DATA SUPPLIED ->
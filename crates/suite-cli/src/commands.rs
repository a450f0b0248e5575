use anyhow::{Context, Result};
use tracing::info_span;

use suite_cli::pipeline::{
    default_output_dir, load_app, load_options, run_compile_pipeline, run_validate_pipeline,
};
use suite_cli::types::{CompileResult, ValidateResult};
use suite_core::{FormInspection, inspect_form};
use suite_model::{CompileOptions, FormId};

use crate::cli::{CompileArgs, OptionArgs, PlanArgs, ValidateArgs};

pub fn run_compile(args: &CompileArgs) -> Result<CompileResult> {
    let options = build_options(&args.options)?;
    let output_dir = args
        .output_dir
        .clone()
        .unwrap_or_else(|| default_output_dir(&args.app));
    run_compile_pipeline(&args.app, options, &output_dir, args.dry_run)
}

pub fn run_validate(args: &ValidateArgs) -> Result<ValidateResult> {
    let options = build_options(&args.options)?;
    run_validate_pipeline(&args.app, &options)
}

pub fn run_plan(args: &PlanArgs) -> Result<FormInspection> {
    let options = build_options(&args.options)?;
    let app = load_app(&args.app)?;
    let span = info_span!("plan", app = %app.name, form = %args.form);
    let _guard = span.enter();
    let form_id = FormId::new(args.form.as_str()).context("parse --form")?;
    inspect_form(&app, &options, &form_id).with_context(|| format!("plan form {form_id}"))
}

/// Options file (or defaults), then `--strict`, then individual flags.
pub fn build_options(args: &OptionArgs) -> Result<CompileOptions> {
    let mut options = match &args.options_file {
        Some(path) => load_options(path)?,
        None => CompileOptions::new(),
    };
    if args.strict {
        options = options.with_deny_warnings(true);
    }
    if let Some(version) = args.target_version {
        options = options.with_target_version(version);
    }
    if args.no_parallel {
        options = options.with_parallel(false);
    }
    if args.no_cache {
        options = options.with_cache(false);
    }
    for feature in &args.disable_features {
        options = options.with_feature(*feature, false);
    }
    if let Some(domain) = &args.domain {
        options = options.with_domain(domain.as_str());
    }
    if let Some(app_id) = &args.app_id {
        options = options.with_app_id(app_id.as_str());
    }
    if let Some(base_url) = &args.base_url {
        options = options.with_base_url(base_url.as_str());
    }
    Ok(options)
}

#[cfg(test)]
mod tests {
    use suite_model::{BuildVersion, Feature};

    use super::*;

    #[test]
    fn flags_override_defaults() {
        let args = OptionArgs {
            target_version: Some(BuildVersion::new(2, 51)),
            no_parallel: true,
            no_cache: true,
            disable_features: vec![Feature::MultiSelect, Feature::Usercase],
            domain: Some("clinic".to_string()),
            base_url: Some("https://example.org/".to_string()),
            strict: true,
            ..OptionArgs::default()
        };
        let options = build_options(&args).expect("options");

        assert_eq!(options.target_version, Some(BuildVersion::new(2, 51)));
        assert!(!options.parallel);
        assert!(!options.enable_cache);
        assert!(!options.features.multi_select);
        assert!(!options.features.usercase);
        assert!(options.features.case_search);
        assert!(options.deny_warnings);
        assert_eq!(options.domain_url(), "https://example.org/a/clinic");
        assert_eq!(options.app_id, "app");
    }

    #[test]
    fn no_flags_keep_defaults() {
        let options = build_options(&OptionArgs::default()).expect("options");
        assert_eq!(options, CompileOptions::default());
    }
}
//! Visit schedules and schedule phase management.
//!
//! Phases belong to advanced modules. A phase is identified by its 1-based
//! position and anchored to a case date property; each form in a phase
//! carries its own [`FormSchedule`].

use serde::{Deserialize, Serialize};

use crate::app::{Module, ModuleKind};
use crate::error::ScheduleError;
use crate::ids::FormId;

#[derive(Debug, Clone, PartialEq, Eq, Default, Serialize, Deserialize)]
pub struct SchedulePhase {
    #[serde(default)]
    pub anchor: Option<String>,
    #[serde(default)]
    pub forms: Vec<FormId>,
}

impl SchedulePhase {
    pub fn new(anchor: impl Into<String>) -> Self {
        Self {
            anchor: Some(anchor.into()),
            forms: Vec::new(),
        }
    }

    /// `{anchor}_{id}` where `id` is the 1-based phase position.
    pub fn phase_id(&self, id: usize) -> String {
        format!("{}_{id}", self.anchor.as_deref().unwrap_or_default())
    }

    pub fn contains(&self, form: &FormId) -> bool {
        self.forms.contains(form)
    }

    /// Index of the form within this phase.
    pub fn form_index(&self, form: &FormId) -> Option<usize> {
        self.forms.iter().position(|candidate| candidate == form)
    }

    pub fn remove_form(&mut self, form: &FormId) -> Result<(), ScheduleError> {
        let index = self
            .form_index(form)
            .ok_or_else(|| ScheduleError::new("That form doesn't exist in the phase"))?;
        self.forms.remove(index);
        Ok(())
    }

    fn push_form(&mut self, form: &FormId) {
        if !self.contains(form) {
            self.forms.push(form.clone());
        }
    }
}

#[derive(Debug, Clone, PartialEq, Eq, Serialize, Deserialize)]
pub struct FormSchedule {
    #[serde(default = "default_enabled")]
    pub enabled: bool,
    #[serde(default)]
    pub starts: Option<i32>,
    #[serde(default)]
    pub expires: Option<i32>,
    #[serde(default)]
    pub allow_unscheduled: bool,
    #[serde(default)]
    pub visits: Vec<ScheduleVisit>,
    #[serde(default)]
    pub transition_condition: Option<FormCondition>,
    #[serde(default)]
    pub termination_condition: Option<FormCondition>,
}

impl Default for FormSchedule {
    fn default() -> Self {
        Self {
            enabled: true,
            starts: None,
            expires: None,
            allow_unscheduled: false,
            visits: Vec::new(),
            transition_condition: None,
            termination_condition: None,
        }
    }
}

#[derive(Debug, Clone, PartialEq, Eq, Default, Serialize, Deserialize)]
pub struct ScheduleVisit {
    pub due: i32,
    #[serde(default)]
    pub starts: Option<i32>,
    #[serde(default)]
    pub expires: Option<i32>,
    #[serde(default)]
    pub repeats: bool,
    #[serde(default)]
    pub increment: Option<i32>,
}

/// `question = 'answer'` condition on a form question.
#[derive(Debug, Clone, PartialEq, Eq, Serialize, Deserialize)]
pub struct FormCondition {
    pub question: String,
    pub answer: String,
}

impl FormCondition {
    pub fn to_xpath(&self) -> String {
        format!("{} = '{}'", self.question, self.answer)
    }
}

fn default_enabled() -> bool {
    true
}

impl Module {
    pub fn schedule_phases(&self) -> &[SchedulePhase] {
        match &self.kind {
            ModuleKind::Advanced {
                schedule_phases, ..
            } => schedule_phases,
            _ => &[],
        }
    }

    fn schedule_phases_mut(&mut self) -> Result<&mut Vec<SchedulePhase>, ScheduleError> {
        match &mut self.kind {
            ModuleKind::Advanced {
                schedule_phases, ..
            } => Ok(schedule_phases),
            _ => Err(ScheduleError::new(format!(
                "module {} does not support schedule phases",
                self.unique_id
            ))),
        }
    }

    /// Phase containing `form` with its 1-based id.
    pub fn phase_for_form(&self, form: &FormId) -> Option<(usize, &SchedulePhase)> {
        self.schedule_phases()
            .iter()
            .enumerate()
            .find(|(_, phase)| phase.contains(form))
            .map(|(index, phase)| (index + 1, phase))
    }

    pub fn phase_anchors(&self) -> Vec<&str> {
        self.schedule_phases()
            .iter()
            .filter_map(|phase| phase.anchor.as_deref())
            .collect()
    }

    /// Returns the 1-based id of the phase for `anchor` and whether it was
    /// created by this call.
    pub fn get_or_create_schedule_phase(&mut self, anchor: &str) -> Result<(usize, bool), ScheduleError> {
        if anchor.trim().is_empty() {
            return Err(ScheduleError::new(
                "You can't create a phase without an anchor property",
            ));
        }
        let phases = self.schedule_phases_mut()?;
        if let Some(index) = phases
            .iter()
            .position(|phase| phase.anchor.as_deref() == Some(anchor))
        {
            return Ok((index + 1, false));
        }
        phases.push(SchedulePhase::new(anchor));
        Ok((phases.len(), true))
    }

    /// Reorder, create and delete phases to match `anchors`.
    pub fn update_schedule_phases(&mut self, anchors: &[String]) -> Result<(), ScheduleError> {
        if anchors.iter().any(|anchor| anchor.trim().is_empty()) {
            return Err(ScheduleError::new(
                "You can't create a phase without an anchor property",
            ));
        }
        let phases = self.schedule_phases_mut()?;
        let mut remaining = phases.clone();
        let mut updated = Vec::with_capacity(anchors.len());
        for anchor in anchors {
            match remaining
                .iter()
                .position(|phase| phase.anchor.as_deref() == Some(anchor.as_str()))
            {
                Some(index) => updated.push(remaining.remove(index)),
                None => updated.push(SchedulePhase::new(anchor.clone())),
            }
        }
        let deleted_with_forms: Vec<String> = remaining
            .iter()
            .filter(|phase| !phase.forms.is_empty())
            .map(|phase| phase.anchor.clone().unwrap_or_default())
            .collect();
        if !deleted_with_forms.is_empty() {
            return Err(ScheduleError::new(format!(
                "You can't delete phases with anchors {} because they have forms attached to them",
                deleted_with_forms.join(", ")
            )));
        }
        *phases = updated;
        Ok(())
    }

    /// Apply `(phase id, new anchor)` pairs. Unknown phase ids are ignored.
    pub fn update_schedule_phase_anchors(&mut self, new_anchors: &[(usize, String)]) -> Result<(), ScheduleError> {
        for (id, anchor) in new_anchors {
            self.change_phase_anchor(*id, anchor)?;
        }
        Ok(())
    }

    pub fn change_phase_anchor(&mut self, id: usize, anchor: &str) -> Result<(), ScheduleError> {
        if anchor.trim().is_empty() {
            return Err(ScheduleError::new(
                "You can't create a phase without an anchor property",
            ));
        }
        let phases = self.schedule_phases_mut()?;
        let Some(index) = id.checked_sub(1).filter(|index| *index < phases.len()) else {
            return Ok(());
        };
        let duplicate = phases
            .iter()
            .enumerate()
            .any(|(other, phase)| other != index && phase.anchor.as_deref() == Some(anchor));
        if duplicate {
            return Err(ScheduleError::new(format!(
                "You can't have more than one phase with the anchor {anchor}"
            )));
        }
        phases[index].anchor = Some(anchor.to_string());
        Ok(())
    }

    /// Move `form` into phase `id`, deleting the phase it leaves if that
    /// phase becomes empty.
    pub fn add_form_to_phase(&mut self, id: usize, form: &FormId) -> Result<(), ScheduleError> {
        let phases = self.schedule_phases_mut()?;
        let index = id
            .checked_sub(1)
            .filter(|index| *index < phases.len())
            .ok_or_else(|| ScheduleError::new(format!("phase {id} does not exist")))?;
        let previous = phases.iter().position(|phase| phase.contains(form));
        if previous == Some(index) {
            return Ok(());
        }
        phases[index].push_form(form);
        if let Some(previous) = previous {
            phases[previous].remove_form(form)?;
            if phases[previous].forms.is_empty() {
                phases.remove(previous);
            }
        }
        Ok(())
    }

    /// Remove `form` from its phase, deleting the phase if it becomes empty.
    pub fn remove_form_from_phase(&mut self, form: &FormId) -> Result<(), ScheduleError> {
        let phases = self.schedule_phases_mut()?;
        let index = phases
            .iter()
            .position(|phase| phase.contains(form))
            .ok_or_else(|| ScheduleError::new("That form doesn't exist in the phase"))?;
        phases[index].remove_form(form)?;
        if phases[index].forms.is_empty() {
            phases.remove(index);
        }
        Ok(())
    }
}

#[cfg(test)]
mod tests {
    use super::*;
    use crate::ids::ModuleId;

    fn form_id(value: &str) -> FormId {
        FormId::new(value).unwrap()
    }

    fn scheduled_module() -> Module {
        let mut module = Module::advanced(ModuleId::new("visits").unwrap(), "Visits", None);
        module.get_or_create_schedule_phase("edd").unwrap();
        module.get_or_create_schedule_phase("add").unwrap();
        module
    }

    #[test]
    fn get_or_create_reuses_existing_phase() {
        let mut module = scheduled_module();
        assert_eq!(module.get_or_create_schedule_phase("add").unwrap(), (2, false));
        assert_eq!(module.get_or_create_schedule_phase("dob").unwrap(), (3, true));
        assert!(module.get_or_create_schedule_phase("  ").is_err());
    }

    #[test]
    fn phase_id_uses_one_based_position() {
        let module = scheduled_module();
        assert_eq!(module.schedule_phases()[1].phase_id(2), "add_2");
    }

    #[test]
    fn moving_last_form_deletes_empty_phase() {
        let mut module = scheduled_module();
        let form = form_id("f0");
        module.add_form_to_phase(1, &form).unwrap();
        module.add_form_to_phase(2, &form).unwrap();
        assert_eq!(module.phase_anchors(), vec!["add"]);
        assert_eq!(module.phase_for_form(&form).map(|(id, _)| id), Some(1));
    }

    #[test]
    fn removing_last_form_deletes_phase() {
        let mut module = scheduled_module();
        let form = form_id("f0");
        module.add_form_to_phase(2, &form).unwrap();
        module.remove_form_from_phase(&form).unwrap();
        assert_eq!(module.phase_anchors(), vec!["edd"]);
        assert!(module.remove_form_from_phase(&form).is_err());
    }

    #[test]
    fn update_phases_refuses_to_drop_phase_with_forms() {
        let mut module = scheduled_module();
        module.add_form_to_phase(1, &form_id("f0")).unwrap();
        let err = module
            .update_schedule_phases(&["add".to_string()])
            .unwrap_err();
        assert!(err.message.contains("edd"));
        assert_eq!(module.schedule_phases().len(), 2);
    }

    #[test]
    fn update_phases_reorders_and_creates() {
        let mut module = scheduled_module();
        module
            .update_schedule_phases(&["add".to_string(), "edd".to_string(), "lmp".to_string()])
            .unwrap();
        assert_eq!(module.phase_anchors(), vec!["add", "edd", "lmp"]);
    }

    #[test]
    fn change_anchor_rejects_duplicates() {
        let mut module = scheduled_module();
        assert!(module.change_phase_anchor(1, "add").is_err());
        module
            .update_schedule_phase_anchors(&[(1, "lmp".to_string()), (9, "ignored".to_string())])
            .unwrap();
        assert_eq!(module.phase_anchors(), vec!["lmp", "add"]);
    }
}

WHAT TO WORK ON -> Please reproduce, exactly as written, the lines of the records from the first line through the one containing "if let Some(app_id)".

EXERCISE SOLUTION ->
filename crates/suite-cli/src/commands.rs
repository a450f0b0248e5575
use anyhow::{Context, Result};
use tracing::info_span;

use suite_cli::pipeline::{
    default_output_dir, load_app, load_options, run_compile_pipeline, run_validate_pipeline,
};
use suite_cli::types::{CompileResult, ValidateResult};
use suite_core::{FormInspection, inspect_form};
use suite_model::{CompileOptions, FormId};

use crate::cli::{CompileArgs, OptionArgs, PlanArgs, ValidateArgs};

pub fn run_compile(args: &CompileArgs) -> Result<CompileResult> {
    let options = build_options(&args.options)?;
    let output_dir = args
        .output_dir
        .clone()
        .unwrap_or_else(|| default_output_dir(&args.app));
    run_compile_pipeline(&args.app, options, &output_dir, args.dry_run)
}

pub fn run_validate(args: &ValidateArgs) -> Result<ValidateResult> {
    let options = build_options(&args.options)?;
    run_validate_pipeline(&args.app, &options)
}

pub fn run_plan(args: &PlanArgs) -> Result<FormInspection> {
    let options = build_options(&args.options)?;
    let app = load_app(&args.app)?;
    let span = info_span!("plan", app = %app.name, form = %args.form);
    let _guard = span.enter();
    let form_id = FormId::new(args.form.as_str()).context("parse --form")?;
    inspect_form(&app, &options, &form_id).with_context(|| format!("plan form {form_id}"))
}

/// Options file (or defaults), then `--strict`, then individual flags.
pub fn build_options(args: &OptionArgs) -> Result<CompileOptions> {
    let mut options = match &args.options_file {
        Some(path) => load_options(path)?,
        None => CompileOptions::new(),
    };
    if args.strict {
        options = options.with_deny_warnings(true);
    }
    if let Some(version) = args.target_version {
        options = options.with_target_version(version);
    }
    if args.no_parallel {
        options = options.with_parallel(false);
    }
    if args.no_cache {
        options = options.with_cache(false);
    }
    for feature in &args.disable_features {
        options = options.with_feature(*feature, false);
    }
    if let Some(domain) = &args.domain {
        options = options.with_domain(domain.as_str());
    }
    if let Some(app_id) = &args.app_id {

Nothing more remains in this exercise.